On the other hand, the legacy of the published content of the course has become so important in the history of twentieth-century intellectual movements that simply to reject the received doctrine would be to neglect the very influence that Saussure has had: “a critical study of a Great Book is a testimony to its established legacy and enduring relevance. The force of the critique depends in part upon the recognized importance of the object being critiqued” (12). Twenty-first century readers thus find themselves in a difficult position: on the one hand, details concerning the problematic circumstances surrounding the publication of the course lead us to want to seek out the “real Saussure.” On the other hand—especially insofar as Saussure’s lasting legacy and importance has not been (or has not been exclusively) in the field of linguistics, but rather in fields such as literary theory and Continental philosophy and in broad discipline-spanning intellectual movements like structuralism and post-structuralism—what seems important is not so much figuring out what Saussure actually said, but rather understanding the course in the context of its influential reception—even if that reception is, from the standpoint of authorial intent, highly problematic.

Stawarska uses this tension to frame her own interpretation, which she characterizes as both a “deconstructive” and a “critical” reading of Saussure. And yet her exegesis remains mostly at the level of philological, this-is-what-the-author-really-said considerations. Thus, while Stawarska may be right to characterize the course as “a complex and multifaceted text that arguably deconstructs the very doctrinal understanding it seeks to espouse” (13), there is remarkably little attention paid—with a minor exception in her treatment of Derrida in Chapters Seven and Twelve—to the issues raised by a self-professed deconstructive reading whose main goal seems to be to set the record straight concerning the real intentions of the author. I return to this issue below.

Chapter Three is a useful guide to the shocking ways in which the editors of the published version of the Course both took liberties in the presentation of the material and promoted it through avenues such as publishing their own reviews of the work. There is one important element underlying Stawarska’s broader considerations introduced in this chapter that I wish she had spelled out in greater detail and with more precision. Stawarska is highly critical of Bally and Sechahaye’s concern to present Saussure’s doctrines in linguistics in the light of “complete objectivity” (18), and their efforts “to conform the then emerging science of general linguistics to the normative expectations within scientific disciplines” (11). She seems to suggest that this scientifically oriented presentation somehow leads to the problematic structuralist assumption “that cultural signification can be studied like an object within traditional physical sciences, that is, independently of users and/or observers and irrespective of historical change” (10). And she cites with approval Saussurean critiques, in the Nachlass material, of “naïve realism in linguistics,” of “an unexamined metaphysical commitment to entities assumed to exist independently of language use” and of  “a naturalist approach to language”—all phrases which seem to be references to the same phenomenon (28-29). At the same time, she presents her own antidote to the misreadings as resting on the firm ground of “standards of empirical validity” (26) and as offering “an empirically based understanding” (11) of Saussure.

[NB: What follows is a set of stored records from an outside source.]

pub mod attendance;
pub mod daily_report;
pub mod dashboard;
pub mod notification;
pub mod report;
pub mod settings;
pub mod users;
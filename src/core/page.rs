use serde::Serialize;
use utoipa::ToSchema;

/// Normalized 1-indexed pagination input. Listings default to 20 per page
/// and are clamped to 100.
#[derive(Debug, Clone, Copy)]
pub struct PageParams {
    pub page: u64,
    pub limit: u64,
}

pub const DEFAULT_LIMIT: u64 = 20;
pub const MAX_LIMIT: u64 = 100;

impl PageParams {
    pub fn new(page: Option<u64>, limit: Option<u64>) -> Self {
        PageParams {
            page: page.unwrap_or(1).max(1),
            limit: limit.unwrap_or(DEFAULT_LIMIT).clamp(1, MAX_LIMIT),
        }
    }

    pub fn offset(&self) -> u64 {
        (self.page - 1) * self.limit
    }

    pub fn meta(&self, total: i64) -> PageMeta {
        let total = total.max(0) as u64;
        PageMeta {
            page: self.page,
            limit: self.limit,
            total,
            total_pages: total.div_ceil(self.limit),
        }
    }
}

#[derive(Debug, Serialize, ToSchema)]
pub struct PageMeta {
    #[schema(example = 1)]
    pub page: u64,
    #[schema(example = 20)]
    pub limit: u64,
    #[schema(example = 57)]
    pub total: u64,
    #[schema(example = 3)]
    pub total_pages: u64,
}

#[cfg(test)]
mod tests {
    use super::*;

    #[test]
    fn defaults_and_clamping() {
        let p = PageParams::new(None, None);
        assert_eq!((p.page, p.limit, p.offset()), (1, 20, 0));

        let p = PageParams::new(Some(0), Some(500));
        assert_eq!((p.page, p.limit), (1, 100));

        let p = PageParams::new(Some(3), Some(10));
        assert_eq!(p.offset(), 20);
    }

    #[test]
    fn total_pages_rounds_up() {
        let p = PageParams::new(Some(1), Some(20));
        assert_eq!(p.meta(57).total_pages, 3);
        assert_eq!(p.meta(60).total_pages, 3);
        assert_eq!(p.meta(0).total_pages, 0);
    }
}
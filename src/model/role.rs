#[derive(Debug, Copy, Clone, Eq, PartialEq)]
pub enum Role {
    Admin = 1,
    Hr = 2,
    Manager = 3,
    Employee = 4,
}

impl Role {
    pub fn from_id(id: u8) -> Option<Self> {
        match id {
            1 => Some(Role::Admin),
            2 => Some(Role::Hr),
            3 => Some(Role::Manager),
            4 => Some(Role::Employee),
            _ => None,
        }
    }
}

#[cfg(test)]
mod tests {
    use super::*;

    #[test]
    fn unknown_role_id_is_rejected() {
        assert_eq!(Role::from_id(3), Some(Role::Manager));
        assert_eq!(Role::from_id(0), None);
        assert_eq!(Role::from_id(9), None);
    }
}
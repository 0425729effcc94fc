use crate::auth::auth::AuthUser;
use crate::auth::jwt::verify_token;
use crate::config::Config;
use crate::model::role::Role;
use actix_web::middleware::Next;
use actix_web::{
    Error, HttpMessage, HttpResponse,
    body::BoxBody,
    dev::{ServiceRequest, ServiceResponse},
    web::Data,
};
use serde_json::json;

pub async fn auth_middleware(
    mut req: ServiceRequest,
    next: Next<BoxBody>,
) -> Result<ServiceResponse<BoxBody>, Error> {
    let config = req
        .app_data::<Data<Config>>()
        .ok_or_else(|| actix_web::error::ErrorInternalServerError("App config missing"))?;

    let header_value = match req.headers().get("Authorization") {
        Some(h) => h.to_str().map_err(|_| {
            actix_web::error::ErrorUnauthorized(
                json!({"error": "Invalid Authorization header encoding"}),
            )
        })?,
        None => {
            let resp =
                HttpResponse::Unauthorized().json(json!({"error": "Missing Authorization header"}));
            return Ok(req.into_response(resp.map_into_boxed_body()));
        }
    };

    let token = match header_value.strip_prefix("Bearer ") {
        Some(t) => t,
        None => {
            let resp = HttpResponse::Unauthorized()
                .json(json!({"error": "Authorization header must start with Bearer"}));
            return Ok(req.into_response(resp.map_into_boxed_body()));
        }
    };

    let claims = match verify_token(token, &config.jwt_secret) {
        Ok(c) => c,
        Err(e) => {
            let resp = HttpResponse::Unauthorized()
                .json(json!({"error": "Invalid or expired token", "details": e}));
            return Ok(req.into_response(resp.map_into_boxed_body()));
        }
    };

    let role = match Role::from_id(claims.role) {
        Some(role) => role,
        None => {
            let resp = HttpResponse::Unauthorized().json(json!({"error": "Invalid role"}));
            return Ok(req.into_response(resp.map_into_boxed_body()));
        }
    };

    let auth_user = AuthUser {
        user_id: claims.user_id,
        username: claims.sub,
        role,
    };

    req.extensions_mut().insert(auth_user);

    next.call(req).await
}
use chrono::{DateTime, Utc};
use serde::{Deserialize, Serialize};
use utoipa::ToSchema;

/// Directory view of a user; never carries the password hash.
#[derive(Debug, Serialize, Deserialize, sqlx::FromRow, ToSchema)]
#[schema(example = json!({
    "id": 1,
    "username": "jdoe",
    "name": "John Doe",
    "email": "john.doe@company.com",
    "department": "Engineering",
    "role_id": 4,
    "status": "ACTIVE",
    "last_login_at": "2026-01-01T09:00:00Z"
}))]
pub struct User {
    #[schema(example = 1)]
    pub id: u64,

    #[schema(example = "jdoe")]
    pub username: String,

    #[schema(example = "John Doe")]
    pub name: String,

    #[schema(example = "john.doe@company.com")]
    pub email: String,

    #[schema(example = "Engineering", nullable = true)]
    pub department: Option<String>,

    #[schema(example = 4)]
    pub role_id: u8,

    #[schema(example = "ACTIVE")]
    pub status: String,

    #[schema(value_type = String, format = "date-time", nullable = true)]
    pub last_login_at: Option<DateTime<Utc>>,
}

/// The slice of a user embedded in attendance/workflow listings.
#[derive(Debug, Clone, Serialize, Deserialize, ToSchema)]
pub struct UserSlim {
    #[schema(example = 1)]
    pub id: u64,
    #[schema(example = "John Doe")]
    pub name: String,
    #[schema(example = "john.doe@company.com")]
    pub email: String,
    #[schema(example = "Engineering", nullable = true)]
    pub department: Option<String>,
}
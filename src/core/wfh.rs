//! WFH approval workflow: PENDING -> APPROVED | REJECTED, exactly once per
//! request, at most one request per (user, date).

use chrono::{DateTime, NaiveDate, Utc};
use serde::Serialize;
use sqlx::MySqlPool;
use utoipa::ToSchema;

use crate::core::notify;
use crate::core::page::{PageMeta, PageParams};
use crate::error::{AppError, is_duplicate_key};
use crate::model::attachment::Attachment;
use crate::model::notification::NotificationType;
use crate::model::user::UserSlim;
use crate::model::wfh::{ApprovalStatus, Decision, WfhRequest};

/// The unique `(user_id, date)` key settles duplicate submissions, racing
/// ones included.
pub async fn create(
    pool: &MySqlPool,
    user_id: u64,
    date: NaiveDate,
    reason: &str,
) -> Result<WfhRequest, AppError> {
    let result = sqlx::query("INSERT INTO wfh_requests (user_id, date, reason) VALUES (?, ?, ?)")
        .bind(user_id)
        .bind(date)
        .bind(reason)
        .execute(pool)
        .await;

    let inserted = match result {
        Ok(done) => done,
        Err(e) if is_duplicate_key(&e) => {
            return Err(AppError::DuplicateRequest("WFH request"));
        }
        Err(e) => return Err(e.into()),
    };

    let request = sqlx::query_as::<_, WfhRequest>("SELECT * FROM wfh_requests WHERE id = ?")
        .bind(inserted.last_insert_id())
        .fetch_one(pool)
        .await?;

    tracing::info!(user_id, date = %date, "WFH request created");
    Ok(request)
}

/// Approve or reject a pending request and notify the requester. The status
/// transition is validated in memory, then re-checked by the guarded UPDATE
/// so a racing approver loses with `AlreadyProcessed` instead of silently
/// overwriting the earlier decision.
pub async fn decide(
    pool: &MySqlPool,
    request_id: u64,
    decision: Decision,
    approver_id: u64,
    now: DateTime<Utc>,
) -> Result<WfhRequest, AppError> {
    let existing = sqlx::query_as::<_, WfhRequest>("SELECT * FROM wfh_requests WHERE id = ?")
        .bind(request_id)
        .fetch_optional(pool)
        .await?
        .ok_or(AppError::NotFound("WFH request"))?;

    let next = existing.status.decide(decision)?;

    let done = sqlx::query(
        r#"
        UPDATE wfh_requests
        SET status = ?, approved_by = ?, approved_at = ?
        WHERE id = ? AND status = ?
        "#,
    )
    .bind(next)
    .bind(approver_id)
    .bind(now)
    .bind(request_id)
    .bind(ApprovalStatus::Pending)
    .execute(pool)
    .await?;

    if done.rows_affected() == 0 {
        return Err(AppError::AlreadyProcessed);
    }

    let (kind, title) = match decision {
        Decision::Approved => (NotificationType::Success, "WFH request approved"),
        Decision::Rejected => (NotificationType::Warning, "WFH request rejected"),
    };
    notify::notify_user(
        pool,
        existing.user_id,
        title,
        &format!(
            "Your WFH request for {} has been {}",
            existing.date,
            next.to_string().to_lowercase()
        ),
        kind,
    )
    .await?;

    tracing::info!(request_id, approver_id, status = %next, "WFH request decided");

    Ok(WfhRequest {
        status: next,
        approved_by: Some(approver_id),
        approved_at: Some(now),
        ..existing
    })
}

/// A request joined with its owner and attachment references.
#[derive(Debug, Serialize, ToSchema)]
pub struct WfhEntry {
    #[serde(flatten)]
    pub request: WfhRequest,
    pub user: UserSlim,
    pub attachments: Vec<Attachment>,
}

#[derive(sqlx::FromRow)]
struct WfhJoinRow {
    #[sqlx(flatten)]
    request: WfhRequest,
    user_name: String,
    user_email: String,
    user_department: Option<String>,
}

/// Attachment references for a page of requests, grouped by request id.
async fn attachments_for(
    pool: &MySqlPool,
    request_ids: &[u64],
) -> Result<Vec<Attachment>, AppError> {
    if request_ids.is_empty() {
        return Ok(Vec::new());
    }

    let placeholders = vec!["?"; request_ids.len()].join(", ");
    let sql = format!(
        "SELECT * FROM attachments WHERE wfh_request_id IN ({})",
        placeholders
    );
    let mut query = sqlx::query_as::<_, Attachment>(&sql);
    for id in request_ids {
        query = query.bind(*id);
    }
    Ok(query.fetch_all(pool).await?)
}

/// Paginated listing for approvers, newest-created first.
pub async fn list(
    pool: &MySqlPool,
    status: Option<ApprovalStatus>,
    page: PageParams,
) -> Result<(Vec<WfhEntry>, PageMeta), AppError> {
    let mut where_sql = String::from(" WHERE 1=1");
    if status.is_some() {
        where_sql.push_str(" AND w.status = ?");
    }

    let count_sql = format!("SELECT COUNT(*) FROM wfh_requests w{}", where_sql);
    let mut count_q = sqlx::query_scalar::<_, i64>(&count_sql);
    if let Some(status) = status {
        count_q = count_q.bind(status);
    }
    let total = count_q.fetch_one(pool).await?;

    let data_sql = format!(
        r#"
        SELECT w.*, u.name AS user_name, u.email AS user_email, u.department AS user_department
        FROM wfh_requests w
        JOIN users u ON u.id = w.user_id
        {}
        ORDER BY w.created_at DESC
        LIMIT ? OFFSET ?
        "#,
        where_sql
    );
    let mut data_q = sqlx::query_as::<_, WfhJoinRow>(&data_sql);
    if let Some(status) = status {
        data_q = data_q.bind(status);
    }
    let rows = data_q
        .bind(page.limit)
        .bind(page.offset())
        .fetch_all(pool)
        .await?;

    let ids: Vec<u64> = rows.iter().map(|row| row.request.id).collect();
    let attachments = attachments_for(pool, &ids).await?;

    let entries = rows
        .into_iter()
        .map(|row| {
            let own: Vec<Attachment> = attachments
                .iter()
                .filter(|a| a.wfh_request_id == Some(row.request.id))
                .cloned()
                .collect();
            WfhEntry {
                user: UserSlim {
                    id: row.request.user_id,
                    name: row.user_name,
                    email: row.user_email,
                    department: row.user_department,
                },
                attachments: own,
                request: row.request,
            }
        })
        .collect();

    Ok((entries, page.meta(total)))
}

But there is very little discussion of what exactly these broadly scientific notions, on either side—naturalism, the empirical, natural science, etc.—are taken to be. This is particularly surprising given that both structuralism and phenomenology are known for their detailed considerations of the contested terrains of science and objectivity in the face of considerations of our subjectivity as thinkers, speakers, experiencers and knowers. These are no simple matters, and Stawarska surely owes the reader a more detailed account of them. Scientific objectivity was no more a simple, uncritical, unquestioned doctrine in empirical and formal disciplines at the turn of the twentieth century than it is today. Stawarska’s simultaneous reliance on the authority of the “empirical” (does this mean the lived-experiential, in the phenomenological sense?) and suspicion of objectivity and scientific disciplines is strongly reminiscent of the sort of reactionary anti-scientism characteristic of some post-structuralist and deconstructive theory in the 1980s and 90s. If this is not her position, a more detailed treatment of these concepts would help to show it.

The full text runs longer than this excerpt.